Apparently this was collaborated by those officers earlier in the day. This was apparently after he came out and assisted officers with water. Later on, you saw the violent event where he strikes the officer, when he chases the officer down, yells at him and strikes him in the head.

So, this was the most serious consequence we have seen to date. I think it will be interesting because the public has sort of been frustrated by some of the shorter sentences we have seen in a lot of the cases, but now we have a case that involves actual violence. That's going to give you an indication of where the cases are going to go.

And remember, just like you said earlier, there are over 250 people still out there that the FBI is still looking for who assaulted law enforcement that day and a total of 350 people who committed violence.

So this is going to go on for a very long time and it is going to give you a sense of what the consequences are going to be for these people if they're caught and charged for their crime.
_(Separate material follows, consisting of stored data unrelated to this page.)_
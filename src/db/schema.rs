//! SQL DDL for the memory database.
//!
//! `memories` holds the active memory set; `schema_meta` holds key/value
//! bookkeeping (schema version, embedding model and dimension). All DDL uses
//! `IF NOT EXISTS` so initialization is idempotent.

use rusqlite::Connection;

const SCHEMA_SQL: &str = r#"
-- Active memories. rowid gives insertion order for stable tie-breaks.
CREATE TABLE IF NOT EXISTS memories (
    id TEXT PRIMARY KEY,
    content TEXT NOT NULL,
    embedding BLOB,
    importance REAL NOT NULL DEFAULT 0.5 CHECK(importance >= 0.0 AND importance <= 1.0),
    tags TEXT NOT NULL DEFAULT '[]',
    source_entry_id TEXT,
    is_pinned INTEGER NOT NULL DEFAULT 0,
    memory_type TEXT NOT NULL CHECK(memory_type IN ('conversation','journal','manual')),
    created_at TEXT NOT NULL,
    last_accessed_at TEXT NOT NULL
);

CREATE INDEX IF NOT EXISTS idx_memories_type ON memories(memory_type);

CREATE TABLE IF NOT EXISTS schema_meta (
    key TEXT PRIMARY KEY,
    value TEXT NOT NULL
);
"#;

/// Initialize all schema tables. Idempotent.
pub fn init_schema(conn: &Connection) -> rusqlite::Result<()> {
    conn.execute_batch(SCHEMA_SQL)?;

    conn.execute(
        "INSERT OR IGNORE INTO schema_meta (key, value) VALUES ('schema_version', '1')",
        [],
    )?;

    Ok(())
}

#[cfg(test)]
mod tests {
    use super::*;

    #[test]
    fn schema_creates_all_tables() {
        let conn = Connection::open_in_memory().unwrap();
        init_schema(&conn).unwrap();

        let tables: Vec<String> = conn
            .prepare("SELECT name FROM sqlite_master WHERE type='table' ORDER BY name")
            .unwrap()
            .query_map([], |row| row.get(0))
            .unwrap()
            .collect::<Result<Vec<_>, _>>()
            .unwrap();

        assert!(tables.contains(&"memories".to_string()));
        assert!(tables.contains(&"schema_meta".to_string()));
    }

    #[test]
    fn schema_is_idempotent() {
        let conn = Connection::open_in_memory().unwrap();
        init_schema(&conn).unwrap();
        init_schema(&conn).unwrap();
    }

    #[test]
    fn importance_is_range_checked() {
        let conn = Connection::open_in_memory().unwrap();
        init_schema(&conn).unwrap();
        let result = conn.execute(
            "INSERT INTO memories (id, content, importance, memory_type, created_at, last_accessed_at)
             VALUES ('a', 'x', 1.5, 'manual', 'now', 'now')",
            [],
        );
        assert!(result.is_err());
    }
}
O'DONNELL: Paul Butler, something has been happening in some of the sentencing hearings which is some of the judges have been complaining a bit or sounding notes of complaint about the prosecutor's sentencing recommend recommendations being too light. That's a strange thing to see in a federal court.

BUTLER: So, Lawrence, literally half of the people who are in federal prison are there for nonviolent drug crimes. That's most of the sentencing that federal judges do. So now we have people looking at this defendant who Justice Department lawyers called the public face of the insurrection, they want the judge to hand down a tough sentence to send a message that nobody is above the law.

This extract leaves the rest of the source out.